[Stored items from a collection]
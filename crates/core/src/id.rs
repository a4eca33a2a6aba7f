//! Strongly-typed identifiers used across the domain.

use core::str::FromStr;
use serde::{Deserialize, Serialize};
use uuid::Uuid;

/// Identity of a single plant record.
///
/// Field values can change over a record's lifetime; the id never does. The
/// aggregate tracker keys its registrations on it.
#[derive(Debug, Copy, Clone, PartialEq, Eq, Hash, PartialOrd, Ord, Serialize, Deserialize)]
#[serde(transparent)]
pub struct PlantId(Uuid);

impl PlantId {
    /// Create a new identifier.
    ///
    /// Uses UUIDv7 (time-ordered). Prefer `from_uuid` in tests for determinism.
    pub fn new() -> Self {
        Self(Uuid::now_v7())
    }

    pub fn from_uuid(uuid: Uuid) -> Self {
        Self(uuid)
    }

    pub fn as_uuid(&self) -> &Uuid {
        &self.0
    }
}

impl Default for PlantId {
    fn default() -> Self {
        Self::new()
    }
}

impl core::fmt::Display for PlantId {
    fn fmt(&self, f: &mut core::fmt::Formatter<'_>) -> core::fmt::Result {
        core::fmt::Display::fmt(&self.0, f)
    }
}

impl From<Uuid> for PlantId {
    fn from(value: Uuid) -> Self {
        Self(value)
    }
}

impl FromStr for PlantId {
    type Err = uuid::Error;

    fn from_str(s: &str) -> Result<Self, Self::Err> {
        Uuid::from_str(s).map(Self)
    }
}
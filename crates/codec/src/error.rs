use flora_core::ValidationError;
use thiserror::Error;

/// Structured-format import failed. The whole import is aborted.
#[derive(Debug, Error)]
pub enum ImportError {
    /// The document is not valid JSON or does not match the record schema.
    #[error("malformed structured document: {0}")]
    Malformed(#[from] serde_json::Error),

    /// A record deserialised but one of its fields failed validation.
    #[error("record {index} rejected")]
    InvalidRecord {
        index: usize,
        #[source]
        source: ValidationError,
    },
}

--

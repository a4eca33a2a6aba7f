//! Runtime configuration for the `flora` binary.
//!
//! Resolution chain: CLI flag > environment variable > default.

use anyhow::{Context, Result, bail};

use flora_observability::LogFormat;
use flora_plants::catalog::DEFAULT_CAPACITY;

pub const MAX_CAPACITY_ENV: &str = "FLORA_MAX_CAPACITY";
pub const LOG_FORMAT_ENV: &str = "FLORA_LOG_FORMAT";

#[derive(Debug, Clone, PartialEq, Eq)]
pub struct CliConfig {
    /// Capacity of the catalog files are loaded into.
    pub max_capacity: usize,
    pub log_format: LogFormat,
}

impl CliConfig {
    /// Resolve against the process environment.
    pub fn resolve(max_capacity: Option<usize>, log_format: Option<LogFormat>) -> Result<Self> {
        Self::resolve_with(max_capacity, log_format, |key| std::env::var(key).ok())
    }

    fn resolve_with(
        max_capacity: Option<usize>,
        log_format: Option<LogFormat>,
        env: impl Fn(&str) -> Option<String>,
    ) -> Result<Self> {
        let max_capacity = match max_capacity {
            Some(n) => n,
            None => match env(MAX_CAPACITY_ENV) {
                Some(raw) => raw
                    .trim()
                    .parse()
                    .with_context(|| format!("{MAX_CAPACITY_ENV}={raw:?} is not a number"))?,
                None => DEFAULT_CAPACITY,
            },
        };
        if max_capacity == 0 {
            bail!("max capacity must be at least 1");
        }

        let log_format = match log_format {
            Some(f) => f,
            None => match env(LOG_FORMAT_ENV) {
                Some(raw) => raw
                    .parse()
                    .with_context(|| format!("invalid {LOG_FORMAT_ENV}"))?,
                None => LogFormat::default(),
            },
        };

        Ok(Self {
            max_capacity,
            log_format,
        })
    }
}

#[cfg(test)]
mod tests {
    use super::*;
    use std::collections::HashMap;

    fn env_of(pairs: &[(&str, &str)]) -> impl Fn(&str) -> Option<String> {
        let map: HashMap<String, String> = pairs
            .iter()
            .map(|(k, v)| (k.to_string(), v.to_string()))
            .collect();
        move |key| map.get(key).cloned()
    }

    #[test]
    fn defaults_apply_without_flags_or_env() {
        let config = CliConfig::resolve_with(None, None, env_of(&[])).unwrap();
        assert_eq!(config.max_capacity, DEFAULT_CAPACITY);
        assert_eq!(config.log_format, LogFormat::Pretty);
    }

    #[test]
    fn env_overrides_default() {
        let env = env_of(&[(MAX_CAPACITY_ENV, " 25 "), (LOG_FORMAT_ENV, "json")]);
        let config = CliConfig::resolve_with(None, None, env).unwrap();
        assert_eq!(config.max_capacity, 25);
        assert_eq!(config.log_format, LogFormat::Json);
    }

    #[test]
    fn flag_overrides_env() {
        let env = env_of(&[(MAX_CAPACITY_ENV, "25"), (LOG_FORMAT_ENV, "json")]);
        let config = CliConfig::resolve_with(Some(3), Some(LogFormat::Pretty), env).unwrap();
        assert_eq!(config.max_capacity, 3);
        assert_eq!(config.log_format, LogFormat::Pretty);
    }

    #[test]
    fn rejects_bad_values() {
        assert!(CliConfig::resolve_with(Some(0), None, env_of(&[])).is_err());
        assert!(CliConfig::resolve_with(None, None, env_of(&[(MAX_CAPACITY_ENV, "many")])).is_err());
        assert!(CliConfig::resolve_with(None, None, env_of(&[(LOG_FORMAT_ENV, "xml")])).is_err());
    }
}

==

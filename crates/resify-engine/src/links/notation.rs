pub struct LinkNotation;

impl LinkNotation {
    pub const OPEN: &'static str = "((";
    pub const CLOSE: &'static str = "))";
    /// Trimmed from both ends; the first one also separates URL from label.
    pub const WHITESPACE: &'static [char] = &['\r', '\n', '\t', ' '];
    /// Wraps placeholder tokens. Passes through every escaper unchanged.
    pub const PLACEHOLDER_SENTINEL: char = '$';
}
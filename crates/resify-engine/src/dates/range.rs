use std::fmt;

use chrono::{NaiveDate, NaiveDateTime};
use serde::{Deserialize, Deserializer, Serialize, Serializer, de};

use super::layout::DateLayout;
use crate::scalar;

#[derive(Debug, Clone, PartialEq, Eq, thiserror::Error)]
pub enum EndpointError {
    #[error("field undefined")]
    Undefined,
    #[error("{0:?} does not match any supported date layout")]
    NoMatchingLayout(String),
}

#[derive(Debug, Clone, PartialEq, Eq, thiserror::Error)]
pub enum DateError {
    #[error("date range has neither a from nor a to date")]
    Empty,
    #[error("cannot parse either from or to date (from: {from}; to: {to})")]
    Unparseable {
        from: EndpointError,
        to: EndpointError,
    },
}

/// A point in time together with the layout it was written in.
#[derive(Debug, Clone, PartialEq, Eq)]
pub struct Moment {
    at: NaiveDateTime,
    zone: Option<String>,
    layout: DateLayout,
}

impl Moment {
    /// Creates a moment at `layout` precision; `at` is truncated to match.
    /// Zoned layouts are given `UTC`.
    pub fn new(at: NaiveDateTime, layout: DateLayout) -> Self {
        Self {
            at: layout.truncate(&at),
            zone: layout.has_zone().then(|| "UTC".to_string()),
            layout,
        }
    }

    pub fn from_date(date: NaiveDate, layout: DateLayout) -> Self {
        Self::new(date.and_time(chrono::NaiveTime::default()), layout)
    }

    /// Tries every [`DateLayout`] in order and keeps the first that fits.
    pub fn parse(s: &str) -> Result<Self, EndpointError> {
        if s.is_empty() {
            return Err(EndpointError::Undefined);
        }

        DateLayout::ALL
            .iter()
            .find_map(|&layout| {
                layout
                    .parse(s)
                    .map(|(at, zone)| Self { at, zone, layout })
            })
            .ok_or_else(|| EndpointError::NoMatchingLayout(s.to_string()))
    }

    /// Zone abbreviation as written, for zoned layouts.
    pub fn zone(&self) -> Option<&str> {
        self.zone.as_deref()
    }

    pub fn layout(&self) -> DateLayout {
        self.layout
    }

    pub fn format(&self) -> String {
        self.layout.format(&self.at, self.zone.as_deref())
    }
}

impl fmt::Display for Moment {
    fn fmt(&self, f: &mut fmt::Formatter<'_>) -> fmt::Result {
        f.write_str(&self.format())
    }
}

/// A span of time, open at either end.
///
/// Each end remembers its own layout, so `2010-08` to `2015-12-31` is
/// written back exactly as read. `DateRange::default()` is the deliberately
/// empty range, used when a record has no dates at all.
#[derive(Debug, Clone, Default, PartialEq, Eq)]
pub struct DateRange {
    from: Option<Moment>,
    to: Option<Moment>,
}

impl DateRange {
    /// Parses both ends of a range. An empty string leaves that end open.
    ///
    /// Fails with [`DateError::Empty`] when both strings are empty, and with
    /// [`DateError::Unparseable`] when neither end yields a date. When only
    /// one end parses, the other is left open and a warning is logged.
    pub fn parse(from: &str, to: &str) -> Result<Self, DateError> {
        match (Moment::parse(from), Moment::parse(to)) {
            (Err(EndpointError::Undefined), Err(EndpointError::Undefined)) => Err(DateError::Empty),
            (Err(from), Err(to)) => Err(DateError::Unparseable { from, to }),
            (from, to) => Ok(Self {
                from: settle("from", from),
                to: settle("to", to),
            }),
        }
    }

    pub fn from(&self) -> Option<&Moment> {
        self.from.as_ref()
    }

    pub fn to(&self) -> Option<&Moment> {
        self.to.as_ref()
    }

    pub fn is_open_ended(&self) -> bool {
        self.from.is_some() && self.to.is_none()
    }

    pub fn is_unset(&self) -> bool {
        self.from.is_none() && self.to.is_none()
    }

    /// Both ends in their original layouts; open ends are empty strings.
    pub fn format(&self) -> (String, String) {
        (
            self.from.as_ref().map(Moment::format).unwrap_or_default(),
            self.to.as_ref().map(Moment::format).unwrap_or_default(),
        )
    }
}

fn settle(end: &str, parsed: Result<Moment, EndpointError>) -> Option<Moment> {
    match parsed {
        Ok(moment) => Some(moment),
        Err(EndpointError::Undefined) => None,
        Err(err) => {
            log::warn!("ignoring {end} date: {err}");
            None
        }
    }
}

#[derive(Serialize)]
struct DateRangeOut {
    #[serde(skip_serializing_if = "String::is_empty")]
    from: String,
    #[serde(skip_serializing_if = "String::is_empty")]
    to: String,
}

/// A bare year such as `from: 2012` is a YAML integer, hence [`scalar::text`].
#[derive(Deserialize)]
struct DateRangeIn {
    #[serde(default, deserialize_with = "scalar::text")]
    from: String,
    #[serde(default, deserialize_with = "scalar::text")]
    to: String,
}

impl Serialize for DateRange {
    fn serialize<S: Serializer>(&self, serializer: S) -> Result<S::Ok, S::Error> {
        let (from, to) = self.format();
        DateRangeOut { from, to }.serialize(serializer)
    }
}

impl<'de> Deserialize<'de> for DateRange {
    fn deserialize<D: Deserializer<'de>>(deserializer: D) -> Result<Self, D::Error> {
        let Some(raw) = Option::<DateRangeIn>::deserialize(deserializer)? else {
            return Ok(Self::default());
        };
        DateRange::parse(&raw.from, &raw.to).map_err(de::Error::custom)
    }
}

| Task statement |
Starting at the line above that holds "let map: HashMap<String, String>" and ending at the line that holds "let config = CliConfig::resolve_with(None, None, env).unwrap();", transcribe each line exactly and include no other lines.

| Task solution |
        let map: HashMap<String, String> = pairs
            .iter()
            .map(|(k, v)| (k.to_string(), v.to_string()))
            .collect();
        move |key| map.get(key).cloned()
    }

    #[test]
    fn defaults_apply_without_flags_or_env() {
        let config = CliConfig::resolve_with(None, None, env_of(&[])).unwrap();
        assert_eq!(config.max_capacity, DEFAULT_CAPACITY);
        assert_eq!(config.log_format, LogFormat::Pretty);
    }

    #[test]
    fn env_overrides_default() {
        let env = env_of(&[(MAX_CAPACITY_ENV, " 25 "), (LOG_FORMAT_ENV, "json")]);
        let config = CliConfig::resolve_with(None, None, env).unwrap();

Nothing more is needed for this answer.